Think about it. The New York tech scene derives its competitive advantage by being close to other industries: Fashion. Media. Finance. Art. Advertising. The list goes on.
As a general rule, successful New York startups have:
-Created technologies that sustain and grow other industries
-Focused on customers first, technology second
Example #1: Art.sy. They work with super high-end art galleries to put their inventory online, make it discoverable and drive business to their established money-making schemes. Art.sy is NOT disrupting the art world. Quite the opposite.
Example #2: Tumblr. Big brands love Tumblr. Even creaky ole’ Newsweek has a Tumblr. (I have a Tumblr too!) Tumblr is servicing and partnering with the established order, not telling it to fuck off. And that’s the right move. Those guys are smart.
Example #3: DoubleClick. Ad tech for Madison Avenue. Also a multi-billion dollar company! Not too shabby.
If I’m right, the implication is that, in the long term, the winning companies in New York will be led primarily by insiders with relevant professional experience. Or, barring that, by people who are really good at networking with the old guard and schmoozing with insiders.
That was never me.
Silicon Valley, for better or worse, is the opposite: Fuck the status quo. Fuck the old guard. Disrupt! Disrupt! Technology first, customers second.
I like this paradigm. It fits me well.
Matt – you know I think you’re awesome, and I love pot-stirrers. But here your wrong. The valley is about tech, the island (manhattan) is about people. The diversity, complexity, and density makes NYC the place to conceive and test new ideas that connect people in new ways. Sure, historically big things have come out of the valley with its mix of technology oriented education, money, and engineering talent. But I’d suggest that the playing field is being leveled. and you’re going to see the next round of big companies come from NYC. Video is a great example of this – the socialization of tv, both making and sharing, is going to be born here. The good news is, you can leave and come back. Once a New Yorker, always a New Yorker. There’s a beer waiting for you!

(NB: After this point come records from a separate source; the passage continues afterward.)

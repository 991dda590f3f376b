//! One-shot compress/decompress for callers that already hold the whole
//! buffer in memory.

use super::format::Format;
use crate::error::{Error, Result};
use flate2::read::{DeflateDecoder, GzDecoder, ZlibDecoder};
use flate2::write::{DeflateEncoder, GzEncoder, ZlibEncoder};
use flate2::Compression;
use std::io::{Read, Write};

/// Maximum number of bytes `decompress` will produce before aborting. A
/// hostile input that expands far beyond this is rejected rather than
/// exhausting memory.
pub const MAX_DECOMPRESSED_BYTES: usize = 128 * 1024 * 1024;

/// Compresses `data` in the given `format`, returning the whole output.
///
/// # Errors
/// Returns a runtime error if the underlying encoder fails.
pub fn compress(format: Format, data: &[u8]) -> Result<Vec<u8>> {
    match format {
        Format::Gzip => {
            let mut encoder = GzEncoder::new(Vec::new(), Compression::default());
            encoder.write_all(data)?;
            Ok(encoder.finish()?)
        }
        Format::Deflate => {
            let mut encoder = ZlibEncoder::new(Vec::new(), Compression::default());
            encoder.write_all(data)?;
            Ok(encoder.finish()?)
        }
        Format::DeflateRaw => {
            let mut encoder = DeflateEncoder::new(Vec::new(), Compression::default());
            encoder.write_all(data)?;
            Ok(encoder.finish()?)
        }
        Format::Brotli => {
            let mut output = Vec::new();
            let params = brotli::enc::BrotliEncoderParams::default();
            brotli::BrotliCompress(&mut &data[..], &mut output, &params)
                .map_err(|e| Error::runtime(format!("brotli compress failed: {e}")))?;
            Ok(output)
        }
    }
}

/// Decompresses `data` in the given `format`, enforcing
/// [`MAX_DECOMPRESSED_BYTES`].
///
/// # Errors
/// Returns a capacity error if the decompressed output would exceed
/// [`MAX_DECOMPRESSED_BYTES`], or a runtime error if the decoder fails.
pub fn decompress(format: Format, data: &[u8]) -> Result<Vec<u8>> {
    match format {
        Format::Gzip => read_bounded(GzDecoder::new(data)),
        Format::Deflate => read_bounded(ZlibDecoder::new(data)),
        Format::DeflateRaw => read_bounded(DeflateDecoder::new(data)),
        Format::Brotli => {
            let mut output = Vec::new();
            let mut limited = data.take((MAX_DECOMPRESSED_BYTES + 1) as u64);
            brotli::BrotliDecompress(&mut limited, &mut output)
                .map_err(|e| Error::runtime(format!("brotli decompress failed: {e}")))?;
            if output.len() > MAX_DECOMPRESSED_BYTES {
                return Err(Error::capacity(format!(
                    "decompressed output exceeds {MAX_DECOMPRESSED_BYTES} bytes"
                )));
            }
            Ok(output)
        }
    }
}

fn read_bounded<R: Read>(mut reader: R) -> Result<Vec<u8>> {
    let mut output = Vec::new();
    let mut limited = (&mut reader).take((MAX_DECOMPRESSED_BYTES + 1) as u64);
    limited.read_to_end(&mut output)?;
    if output.len() > MAX_DECOMPRESSED_BYTES {
        return Err(Error::capacity(format!(
            "decompressed output exceeds {MAX_DECOMPRESSED_BYTES} bytes"
        )));
    }
    Ok(output)
}

#[cfg(test)]
mod tests {
    use super::*;

    #[test]
    fn round_trip_all_formats() {
        for format in [
            Format::Gzip,
            Format::Deflate,
            Format::DeflateRaw,
            Format::Brotli,
        ] {
            let data = b"Hello, streaming compression! ".repeat(10);
            let compressed = compress(format, &data).unwrap();
            assert!(compressed.len() < data.len());
            let decompressed = decompress(format, &compressed).unwrap();
            assert_eq!(decompressed, data);
        }
    }

    #[test]
    fn zero_length_input_round_trips() {
        for format in [
            Format::Gzip,
            Format::Deflate,
            Format::DeflateRaw,
            Format::Brotli,
        ] {
            let compressed = compress(format, &[]).unwrap();
            assert!(!compressed.is_empty());
            let decompressed = decompress(format, &compressed).unwrap();
            assert!(decompressed.is_empty());
        }
    }
}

To be clear, disruptive technology doesn’t always mean huge outcome! Napster was disruptive, and it bombed. YouTube would have had real trouble had it not been acquired by Google. Sustaining technologies are typically safer bets. The market for them actually exists! Social TV is a great example. Creating the perfect “second screen” experience––that’s not gonna happen in the Valley. That;s gonna be a NYC company, or maybe LA. The company that kills that space is going to be close in with the networks, I guarantee. And SF is just not the place for that.
Ok, well there are plenty of people like you — a pot stirrer like me — right here in NYC. Maybe you should just look a little closer. I am, I started homingCloud and there is not one real estate agent/broker on the entire planet who would say I’m growing their industry :). Don’t generalize, don’t typecast especially NYC – the most amazing place on the planet because we are always what you don’t expect !!!
But that’s my point. You’re helping the real estate industry grow. Real estate is an existing industry. You’re sustaining, not disrupting it. This is good!
The (admittedly idealized) Silicon Valley mindset would focus on this instead: How do we displace the real estate agent/broker model and replace it with technology?
Both approaches involve technology. Both can make money. No argument there. But they are both VERY different approaches to industry, and both require different founding team DNA.